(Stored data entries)
* * * * * * * * *

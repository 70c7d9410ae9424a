use serde::{Deserialize, Serialize};
use std::fmt;

// Tagged references into the module graph tables

/// Sort of a declaration reference. Every sort the interface format knows is
/// listed so that matches over it stay exhaustive.
#[derive(Debug, Clone, Copy, PartialEq, Eq, Hash, Serialize, Deserialize)]
pub enum DeclSort {
    VendorExtension,
    Enumerator,
    Variable,
    Parameter,
    Field,
    Bitfield,
    Scope,
    Enumeration,
    Alias,
    Temploid,
    Template,
    PartialSpecialization,
    ExplicitSpecialization,
    ExplicitInstantiation,
    Concept,
    Function,
    Method,
    Constructor,
    InheritedConstructor,
    Destructor,
    Reference,
    UsingDeclaration,
    UsingDirective,
    Friend,
    Expansion,
    DeductionGuide,
    Barren,
    Tuple,
    SyntaxTree,
    Intrinsic,
    Property,
    OutputSegment,
}

#[derive(Debug, Clone, Copy, PartialEq, Eq, Hash, Serialize, Deserialize)]
pub enum TypeSort {
    VendorExtension,
    Fundamental,
    Designated,
    Tor,
    Syntactic,
    Expansion,
    Pointer,
    PointerToMember,
    LvalueReference,
    RvalueReference,
    Function,
    Method,
    Array,
    Typename,
    Qualified,
    Base,
    Decltype,
    Placeholder,
    Tuple,
    Forall,
    Unaligned,
    SyntaxTree,
}

#[derive(Debug, Clone, Copy, PartialEq, Eq, Hash, Serialize, Deserialize)]
pub enum ExprSort {
    VendorExtension,
    Empty,
    Literal,
    Lambda,
    Type,
    NamedDecl,
    UnresolvedId,
    TemplateId,
    UnqualifiedId,
    SimpleIdentifier,
    Pointer,
    QualifiedName,
    Path,
    Read,
    Monad,
    Dyad,
    Triad,
    String,
    Temporary,
    Call,
    MemberInitializer,
    MemberAccess,
    InheritancePath,
    InitializerList,
    Cast,
    Condition,
    ExpressionList,
    SizeofType,
    Alignof,
    Label,
    Typeid,
    DestructorCall,
    SyntaxTree,
    FunctionString,
    CompoundString,
    StringSequence,
    Initializer,
    Requires,
    UnaryFold,
    BinaryFold,
    HierarchyConversion,
    ProductTypeValue,
    SumTypeValue,
    PackedTemplateArguments,
    Tuple,
}

#[derive(Debug, Clone, Copy, PartialEq, Eq, Hash, Serialize, Deserialize)]
pub enum NameSort {
    Identifier,
    Operator,
    Conversion,
    Literal,
    Template,
    Specialization,
    SourceFile,
    Guide,
}

/// Reference to a declaration: which table (`sort`) and the row in it.
#[derive(Debug, Clone, Copy, PartialEq, Eq, Hash, Serialize, Deserialize)]
pub struct DeclIndex {
    pub sort: DeclSort,
    pub index: u32,
}

#[derive(Debug, Clone, Copy, PartialEq, Eq, Hash, Serialize, Deserialize)]
pub struct TypeIndex {
    pub sort: TypeSort,
    pub index: u32,
}

#[derive(Debug, Clone, Copy, PartialEq, Eq, Hash, Serialize, Deserialize)]
pub struct ExprIndex {
    pub sort: ExprSort,
    pub index: u32,
}

#[derive(Debug, Clone, Copy, PartialEq, Eq, Hash, Serialize, Deserialize)]
pub struct NameIndex {
    pub sort: NameSort,
    pub index: u32,
}

/// Position of an interned string in the module's string table.
#[derive(Debug, Clone, Copy, PartialEq, Eq, Hash, Serialize, Deserialize)]
#[serde(transparent)]
pub struct TextOffset(pub u32);

impl DeclIndex {
    pub fn new(sort: DeclSort, index: u32) -> Self {
        Self { sort, index }
    }
}

impl TypeIndex {
    pub fn new(sort: TypeSort, index: u32) -> Self {
        Self { sort, index }
    }
}

impl ExprIndex {
    pub fn new(sort: ExprSort, index: u32) -> Self {
        Self { sort, index }
    }
}

impl NameIndex {
    pub fn identifier(offset: TextOffset) -> Self {
        Self {
            sort: NameSort::Identifier,
            index: offset.0,
        }
    }
}

impl fmt::Display for DeclIndex {
    fn fmt(&self, f: &mut fmt::Formatter<'_>) -> fmt::Result {
        write!(f, "{:?}#{}", self.sort, self.index)
    }
}

impl fmt::Display for TypeIndex {
    fn fmt(&self, f: &mut fmt::Formatter<'_>) -> fmt::Result {
        write!(f, "{:?}#{}", self.sort, self.index)
    }
}

impl fmt::Display for ExprIndex {
    fn fmt(&self, f: &mut fmt::Formatter<'_>) -> fmt::Result {
        write!(f, "{:?}#{}", self.sort, self.index)
    }
}

// Attributes

/// Member access as stored in the graph. `None` means no access was written,
/// which only happens on direct class/struct members and bases.
#[derive(Debug, Clone, Copy, PartialEq, Eq, Default, Serialize, Deserialize)]
pub enum Access {
    #[default]
    None,
    Private,
    Protected,
    Public,
}

#[derive(Debug, Clone, Copy, PartialEq, Eq, Serialize, Deserialize)]
pub enum ScopeKind {
    Class,
    Struct,
    Union,
    Namespace,
}

#[derive(Debug, Clone, Copy, PartialEq, Eq, Serialize, Deserialize)]
pub enum TypeBasis {
    Void,
    Bool,
    Char,
    #[serde(rename = "Wchar_t")]
    WcharT,
    Int,
    Float,
    Double,
    Nullptr,
    Ellipsis,
    SegmentType,
    Class,
    Struct,
    Union,
    Enum,
    Typename,
    Namespace,
    Interface,
    Function,
    Empty,
    VariableTemplate,
    Concept,
    Auto,
    DecltypeAuto,
    Overload,
}

#[derive(Debug, Clone, Copy, PartialEq, Eq, Default, Serialize, Deserialize)]
pub enum TypePrecision {
    #[default]
    Default,
    Short,
    Long,
    Bit8,
    Bit16,
    Bit32,
    Bit64,
    Bit128,
}

#[derive(Debug, Clone, Copy, PartialEq, Eq, Default, Serialize, Deserialize)]
pub enum TypeSign {
    #[default]
    Plain,
    Signed,
    Unsigned,
}

#[derive(Debug, Clone, Copy, PartialEq, Eq, Default, Serialize, Deserialize)]
pub enum UnitSort {
    Source,
    #[default]
    Primary,
    Partition,
    Header,
    ExportedTU,
}

/// cv-qualifier bitset.
#[derive(Debug, Clone, Copy, PartialEq, Eq, Default, Serialize, Deserialize)]
#[serde(transparent)]
pub struct Qualifiers(pub u8);

impl Qualifiers {
    pub const NONE: Qualifiers = Qualifiers(0);
    pub const CONST: Qualifiers = Qualifiers(1 << 0);
    pub const VOLATILE: Qualifiers = Qualifiers(1 << 1);
    pub const RESTRICT: Qualifiers = Qualifiers(1 << 2);

    pub fn contains(self, other: Qualifiers) -> bool {
        self.0 & other.0 == other.0
    }

    pub fn union(self, other: Qualifiers) -> Qualifiers {
        Qualifiers(self.0 | other.0)
    }
}

/// Declaration specifier bitset.
#[derive(Debug, Clone, Copy, PartialEq, Eq, Default, Serialize, Deserialize)]
#[serde(transparent)]
pub struct BasicSpecifiers(pub u8);

impl BasicSpecifiers {
    pub const CXX: BasicSpecifiers = BasicSpecifiers(0);
    pub const C: BasicSpecifiers = BasicSpecifiers(1 << 0);
    pub const INTERNAL: BasicSpecifiers = BasicSpecifiers(1 << 1);
    pub const VAGUE: BasicSpecifiers = BasicSpecifiers(1 << 2);
    pub const EXTERNAL: BasicSpecifiers = BasicSpecifiers(1 << 3);
    pub const DEPRECATED: BasicSpecifiers = BasicSpecifiers(1 << 4);
    pub const INITIALIZED_IN_CLASS: BasicSpecifiers = BasicSpecifiers(1 << 5);
    pub const NON_EXPORTED: BasicSpecifiers = BasicSpecifiers(1 << 6);
    pub const IS_MEMBER_OF_GLOBAL_MODULE: BasicSpecifiers = BasicSpecifiers(1 << 7);

    pub fn contains(self, other: BasicSpecifiers) -> bool {
        self.0 & other.0 == other.0
    }
}

// Declaration records

#[derive(Debug, Clone, Default, Serialize, Deserialize)]
pub struct UnitDescriptor {
    pub name: String,
    #[serde(default)]
    pub sort: UnitSort,
}

#[derive(Debug, Clone, Serialize, Deserialize)]
pub struct ScopeDecl {
    pub name: NameIndex,
    pub kind: ScopeKind,
    #[serde(default)]
    pub home_scope: Option<DeclIndex>,
    /// Null, a single `Base` type or a `Tuple` of them.
    #[serde(default)]
    pub base: Option<TypeIndex>,
    /// Row in `scope_members`, absent for incomplete scopes.
    #[serde(default)]
    pub members: Option<u32>,
    #[serde(default)]
    pub specifiers: BasicSpecifiers,
}

#[derive(Debug, Clone, Serialize, Deserialize)]
pub struct FieldDecl {
    pub name: TextOffset,
    #[serde(rename = "type")]
    pub ty: TypeIndex,
    #[serde(default)]
    pub access: Access,
    #[serde(default)]
    pub home_scope: Option<DeclIndex>,
}

#[derive(Debug, Clone, Serialize, Deserialize)]
pub struct MethodDecl {
    pub name: NameIndex,
    #[serde(rename = "type")]
    pub ty: TypeIndex,
    #[serde(default)]
    pub access: Access,
    #[serde(default)]
    pub home_scope: Option<DeclIndex>,
}

#[derive(Debug, Clone, Serialize, Deserialize)]
pub struct FunctionDecl {
    pub name: NameIndex,
    #[serde(rename = "type")]
    pub ty: TypeIndex,
    #[serde(default)]
    pub home_scope: Option<DeclIndex>,
}

#[derive(Debug, Clone, Serialize, Deserialize)]
pub struct VariableDecl {
    pub name: NameIndex,
    #[serde(rename = "type")]
    pub ty: TypeIndex,
    #[serde(default)]
    pub home_scope: Option<DeclIndex>,
}

#[derive(Debug, Clone, Serialize, Deserialize)]
pub struct EnumerationDecl {
    pub name: TextOffset,
    #[serde(default)]
    pub home_scope: Option<DeclIndex>,
    #[serde(default)]
    pub specifiers: BasicSpecifiers,
}

#[derive(Debug, Clone, Serialize, Deserialize)]
pub struct ParameterDecl {
    pub name: TextOffset,
    #[serde(rename = "type")]
    pub ty: TypeIndex,
}

/// Record shape shared by the declaration sorts that only matter here as
/// links in a home-scope chain (templates, aliases, concepts, intrinsics,
/// constructors, destructors, using-declarations).
#[derive(Debug, Clone, Serialize, Deserialize)]
pub struct AnchoredDecl {
    pub name: NameIndex,
    #[serde(default)]
    pub home_scope: Option<DeclIndex>,
}

#[derive(Debug, Clone, Serialize, Deserialize)]
pub struct FriendDecl {
    pub entity: ExprIndex,
}

/// Expression naming a resolved declaration, as found in friend entities.
#[derive(Debug, Clone, Serialize, Deserialize)]
pub struct NamedDeclExpr {
    pub resolution: DeclIndex,
    #[serde(rename = "type")]
    pub ty: TypeIndex,
}

/// Friend declarations attached to a class or struct scope.
#[derive(Debug, Clone, Serialize, Deserialize)]
pub struct Friendship {
    pub scope: DeclIndex,
    pub friends: Vec<DeclIndex>,
}

// Type records

#[derive(Debug, Clone, Copy, PartialEq, Eq, Serialize, Deserialize)]
pub struct FundamentalType {
    pub basis: TypeBasis,
    #[serde(default)]
    pub precision: TypePrecision,
    #[serde(default)]
    pub sign: TypeSign,
}

#[derive(Debug, Clone, Serialize, Deserialize)]
pub struct DesignatedType {
    pub decl: DeclIndex,
}

#[derive(Debug, Clone, Serialize, Deserialize)]
pub struct PointerType {
    pub pointee: TypeIndex,
}

#[derive(Debug, Clone, Serialize, Deserialize)]
pub struct ReferenceType {
    pub referee: TypeIndex,
}

#[derive(Debug, Clone, Serialize, Deserialize)]
pub struct QualifiedType {
    pub unqualified: TypeIndex,
    pub qualifiers: Qualifiers,
}

#[derive(Debug, Clone, Serialize, Deserialize)]
pub struct BaseType {
    #[serde(rename = "type")]
    pub ty: TypeIndex,
    #[serde(default)]
    pub access: Access,
}

#[derive(Debug, Clone, Serialize, Deserialize)]
pub struct PlaceholderType {
    /// The deduced type. Always present in a fully analysed module.
    #[serde(default)]
    pub elaboration: Option<TypeIndex>,
}

#[derive(Debug, Clone, Default, Serialize, Deserialize)]
#[serde(transparent)]
pub struct TupleType {
    pub elements: Vec<TypeIndex>,
}

/// Shared by function and method types: `target` is the return type and
/// `source` the parameter list (a single type or a tuple).
#[derive(Debug, Clone, Serialize, Deserialize)]
pub struct SignatureType {
    pub target: TypeIndex,
    #[serde(default)]
    pub source: Option<TypeIndex>,
}
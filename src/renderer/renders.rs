use crate::renderer::components::*;
use crate::renderer::traits::*;

impl Render for FieldEntry {
    fn render(&self, _context: &RenderContext) -> String {
        format!(
            r#"Field::create<{0}, {1}, &{0}::{2}>("{2}", {3})"#,
            self.owner, self.field_type, self.name, self.access
        )
    }
}

impl Render for MethodEntry {
    fn render(&self, _context: &RenderContext) -> String {
        let mut template_arguments = format!("&{0}::{1}, {0}, {2}", self.owner, self.name, self.return_type);

        // No separator for parameterless methods
        if !self.parameter_types.is_empty() {
            template_arguments.push_str(", ");
            template_arguments.push_str(&self.parameter_types);
        }

        format!(
            r#"Method::create<{}>("{}", {})"#,
            template_arguments, self.name, self.access
        )
    }
}

impl Render for BaseEntry {
    fn render(&self, _context: &RenderContext) -> String {
        format!("BaseClass{{ get_id<{}>(), {} }}", self.base_type, self.access)
    }
}

/// Brace-enclosed, comma separated list of rendered entries.
pub fn render_entry_list<T: Render>(entries: &[T], context: &RenderContext) -> String {
    if entries.is_empty() {
        return "{}".to_string();
    }
    let rendered: Vec<String> = entries.iter().map(|entry| entry.render(context)).collect();
    format!("{{ {} }}", rendered.join(", "))
}

impl Render for TypeRegistration {
    fn render(&self, context: &RenderContext) -> String {
        let indent = context.indent();
        let inner = context.with_depth(context.depth + 1).indent();

        let mut output = String::new();
        output.push_str(&format!(
            "{}add_type({{ \"{}\", get_id<{}>(),\n",
            indent, self.name, self.name
        ));
        output.push_str(&format!("{}{},\n", inner, render_entry_list(&self.bases, context)));
        output.push_str(&format!("{}{},\n", inner, render_entry_list(&self.fields, context)));
        output.push_str(&format!("{}{}\n", inner, render_entry_list(&self.methods, context)));
        output.push_str(&format!("{}}});\n", indent));
        output
    }
}
//! File level conversion: one module graph in, one C++ file out, and the
//! directory scan built on top of it.

use anyhow::{bail, Context, Result};
use std::fs;
use std::path::{Path, PathBuf};
use tracing::{debug, info};

use crate::graph::ModuleGraph;
use crate::renderer::{CodeGenerator, RenderContext};

const GRAPH_EXTENSIONS: [&str; 2] = [".json", ".json.zst"];

/// Source of decoded module graphs.
pub trait ModuleLoader {
    fn load(&self, path: &Path) -> Result<ModuleGraph>;
}

/// Reads graphs from JSON files on disk, zstd-compressed or not.
#[derive(Debug, Default, Clone, Copy)]
pub struct FileLoader;

impl ModuleLoader for FileLoader {
    fn load(&self, path: &Path) -> Result<ModuleGraph> {
        ModuleGraph::load(path)
    }
}

pub fn is_module_graph_file(path: &Path) -> bool {
    let name = path.to_string_lossy();
    GRAPH_EXTENSIONS.iter().any(|extension| name.ends_with(extension))
}

/// `dir/Module.json.zst` becomes `Module.cpp`.
pub fn output_file_name(input: &Path) -> PathBuf {
    let name = input
        .file_name()
        .map(|name| name.to_string_lossy().into_owned())
        .unwrap_or_default();
    let stem = GRAPH_EXTENSIONS
        .iter()
        .rev()
        .find_map(|extension| name.strip_suffix(extension))
        .unwrap_or(&name);
    PathBuf::from(format!("{}.cpp", stem))
}

/// Generate the reflection source for an already loaded module.
pub fn convert_module(graph: &ModuleGraph, context: &RenderContext) -> Result<String> {
    CodeGenerator::new(graph, context.clone()).generate()
}

pub fn convert_file(
    loader: &dyn ModuleLoader,
    input: &Path,
    output: &Path,
    context: &RenderContext,
) -> Result<()> {
    convert_file_inner(loader, input, output, context).with_context(|| {
        format!(
            "While loading module graph '{}' and preparing to output to '{}'",
            input.display(),
            output.display()
        )
    })
}

fn convert_file_inner(
    loader: &dyn ModuleLoader,
    input: &Path,
    output: &Path,
    context: &RenderContext,
) -> Result<()> {
    if !input.exists() {
        bail!("Input module graph '{}' does not exist", input.display());
    }
    if !is_module_graph_file(input) {
        bail!(
            "Input '{}' is not a module graph, expected one of: {}",
            input.display(),
            GRAPH_EXTENSIONS.join(", ")
        );
    }
    if output.extension().map_or(true, |extension| extension != "cpp") {
        bail!("Output '{}' is not a .cpp file", output.display());
    }

    let graph = loader.load(input)?;
    debug!(module = graph.unit_name(), "loaded module graph");

    let code = convert_module(&graph, context)?;
    fs::write(output, code)
        .with_context(|| format!("Could not write output file '{}'", output.display()))?;

    info!(input = %input.display(), output = %output.display(), "converted module");
    Ok(())
}

/// Convert every module graph in `in_dir`, in file name order, stopping at the
/// first failure. Returns the number of converted files.
pub fn scan_directory(
    loader: &dyn ModuleLoader,
    in_dir: &Path,
    out_dir: &Path,
    context: &RenderContext,
) -> Result<usize> {
    let mut inputs = Vec::new();
    for entry in fs::read_dir(in_dir)
        .with_context(|| format!("Could not read directory '{}'", in_dir.display()))?
    {
        let path = entry?.path();
        if path.is_file() && is_module_graph_file(&path) {
            inputs.push(path);
        }
    }
    inputs.sort();

    fs::create_dir_all(out_dir)
        .with_context(|| format!("Could not create directory '{}'", out_dir.display()))?;

    for input in &inputs {
        let output = out_dir.join(output_file_name(input));
        info!("Converting '{}' to '{}'", input.display(), output.display());
        convert_file(loader, input, &output, context)
            .with_context(|| format!("Failed to convert '{}'", input.display()))?;
    }

    Ok(inputs.len())
}
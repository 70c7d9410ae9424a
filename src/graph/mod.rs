pub mod builder;
pub mod module;
pub mod types;

pub use builder::*;
pub use module::*;
pub use types::*;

* * * * * * * * *

» **TASK DETAILS**:
Look through the data above. Each line containing the word "loaded" needs to be copied.

» **FINAL ANSWER**:
/// Generate the reflection source for an already loaded module.
    debug!(module = graph.unit_name(), "loaded module graph");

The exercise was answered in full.